Mike Jacks – Sutter Securities

Well, it just seems like we don’t get any value, any credit for it at all. I mean, that’s where we started years ago and it just seems like we’ll never get any value for those holdings. So I’m just curious if the company, anybody has given any thought to spinning that out as a standalone company to shareholders.

Scott Boruff

Mike, I’ll take it. That’s a great question. Yes, we actually just got permitted today, a couple of hours ago, to drill our first Mississippi line horizontal well. Total measure is up about 2,600 feet. So we’ll be doing that within the next three weeks, surveyed, it’s permitted. And that could be a game-changer for Tennessee. We just acquired the assets and operating wells of PCs as well with the properties there. So we’re optimizing those well bores.
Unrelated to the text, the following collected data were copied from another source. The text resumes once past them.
//! # Outreach Scheduler
//!
//! The campaign engine: decides *when* a task fires (cadence resolver +
//! runtime), *which* identity carries each message (quota ledger), and
//! absorbs delivery failures without stalling a batch or a schedule
//! (dispatch queue + once-per-run escalation).
//!
//! ## Architecture
//! ```text
//! Runtime (tokio interval tick)
//!   ├── due task → worker pool (Semaphore, per-task instance cap)
//!   │     └── Dispatcher
//!   │           ├── RecipientResolver  (late-bound group membership)
//!   │           ├── QuotaLedger        (largest-remaining-first)
//!   │           ├── QueueEntry         (pending → success/failed/cancelled)
//!   │           └── Escalator          (≤1 operator alert per run)
//!   └── after run → cadence::compute_next_run → task row
//! ```

pub mod cadence;
pub mod dispatch;
pub mod escalate;
pub mod quota;
pub mod recipients;
pub mod render;
pub mod runtime;

pub use dispatch::{
    BatchStatus, DispatchMode, DispatchReport, Dispatcher, DrainReport, ItemOutcome,
};
pub use escalate::{Escalator, LogNotifier, WebhookNotifier};
pub use quota::{Allocation, QuotaLedger};
pub use recipients::RecipientResolver;
pub use runtime::Runtime;
//! Sending-identity rows.

use outreach_core::error::Result;
use outreach_core::types::SendingIdentity;
use rusqlite::params;

use crate::{Store, db_err};

impl Store {
    pub fn save_identity(&self, identity: &SendingIdentity) -> Result<()> {
        self.lock()
            .execute(
                "INSERT OR REPLACE INTO identities
                 (id, owner, address, sender_name, smtp_host, smtp_port,
                  use_tls, credential, daily_limit, signature, is_default)
                 VALUES (?1, ?2, ?3, ?4, ?5, ?6, ?7, ?8, ?9, ?10, ?11)",
                params![
                    identity.id,
                    identity.owner,
                    identity.address,
                    identity.sender_name,
                    identity.smtp_host,
                    identity.smtp_port,
                    identity.use_tls as i32,
                    identity.credential,
                    identity.daily_limit,
                    identity.signature,
                    identity.is_default as i32,
                ],
            )
            .map_err(db_err)?;
        Ok(())
    }

    pub fn load_identity(&self, id: &str) -> Result<Option<SendingIdentity>> {
        let conn = self.lock();
        let mut stmt = conn
            .prepare(&format!("{IDENTITY_SELECT} WHERE id = ?1"))
            .map_err(db_err)?;
        let mut rows = stmt.query_map([id], row_to_identity).map_err(db_err)?;
        match rows.next() {
            Some(Ok(identity)) => Ok(Some(identity)),
            Some(Err(e)) => Err(db_err(e)),
            None => Ok(None),
        }
    }

    /// Resolve a task's identity selection, preserving input order.
    /// Unknown ids are skipped.
    pub fn load_identities_by_ids(&self, ids: &[&str]) -> Result<Vec<SendingIdentity>> {
        let mut out = Vec::with_capacity(ids.len());
        for id in ids {
            if let Some(identity) = self.load_identity(id)? {
                out.push(identity);
            }
        }
        Ok(out)
    }

    /// All identities an operator can send from, default first.
    pub fn load_identities_for_owner(&self, owner: &str) -> Result<Vec<SendingIdentity>> {
        let conn = self.lock();
        let mut stmt = conn
            .prepare(&format!(
                "{IDENTITY_SELECT} WHERE owner = ?1 ORDER BY is_default DESC, address"
            ))
            .map_err(db_err)?;
        let rows = stmt.query_map([owner], row_to_identity).map_err(db_err)?;
        rows.collect::<std::result::Result<Vec<_>, _>>().map_err(db_err)
    }
}

const IDENTITY_SELECT: &str = "SELECT id, owner, address, sender_name, smtp_host, smtp_port, use_tls, \
     credential, daily_limit, signature, is_default FROM identities";

fn row_to_identity(row: &rusqlite::Row<'_>) -> rusqlite::Result<SendingIdentity> {
    Ok(SendingIdentity {
        id: row.get(0)?,
        owner: row.get(1)?,
        address: row.get(2)?,
        sender_name: row.get(3)?,
        smtp_host: row.get(4)?,
        smtp_port: row.get::<_, i64>(5)? as u16,
        use_tls: row.get::<_, i32>(6)? != 0,
        credential: row.get(7)?,
        daily_limit: row.get(8)?,
        signature: row.get(9)?,
        is_default: row.get::<_, i32>(10)? != 0,
    })
}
And we had a pretty aggressive approach moving forward for the next 12 months for Tennessee. And we had people approach us about combining it with other companies and spinning it out. But when the time is right, we’ll look at it and if it works, then we’ll do it. But you’re right –

Mike Jacks – Sutter Securities

It just seems like we don’t get any credit for those assets at all. On a conference, never anybody asking about them. So just curious if we got plans to maximize those items at some point. Thanks, guys.

David Voyticky

Thanks, Mike. Thanks for your call.


And ladies and gentlemen, that concludes today’s question-and-answer session. Mr. Boruff, I’d like to turn the conference back to you for any additional or closing remarks.

Scott Boruff

Yes, thank you. Thanks for joining us this afternoon to provide you with an update on Miller Energy strategy and operating results. As you can tell, we are excited about Miller’s future and potential of our properties. We plan to keep you up to date on operations and future calls, and we look forward to you joining us again. Thanks and have a great day. That concludes today’s call.


And ladies and gentlemen, that does conclude today’s conference. We thank you for your participation.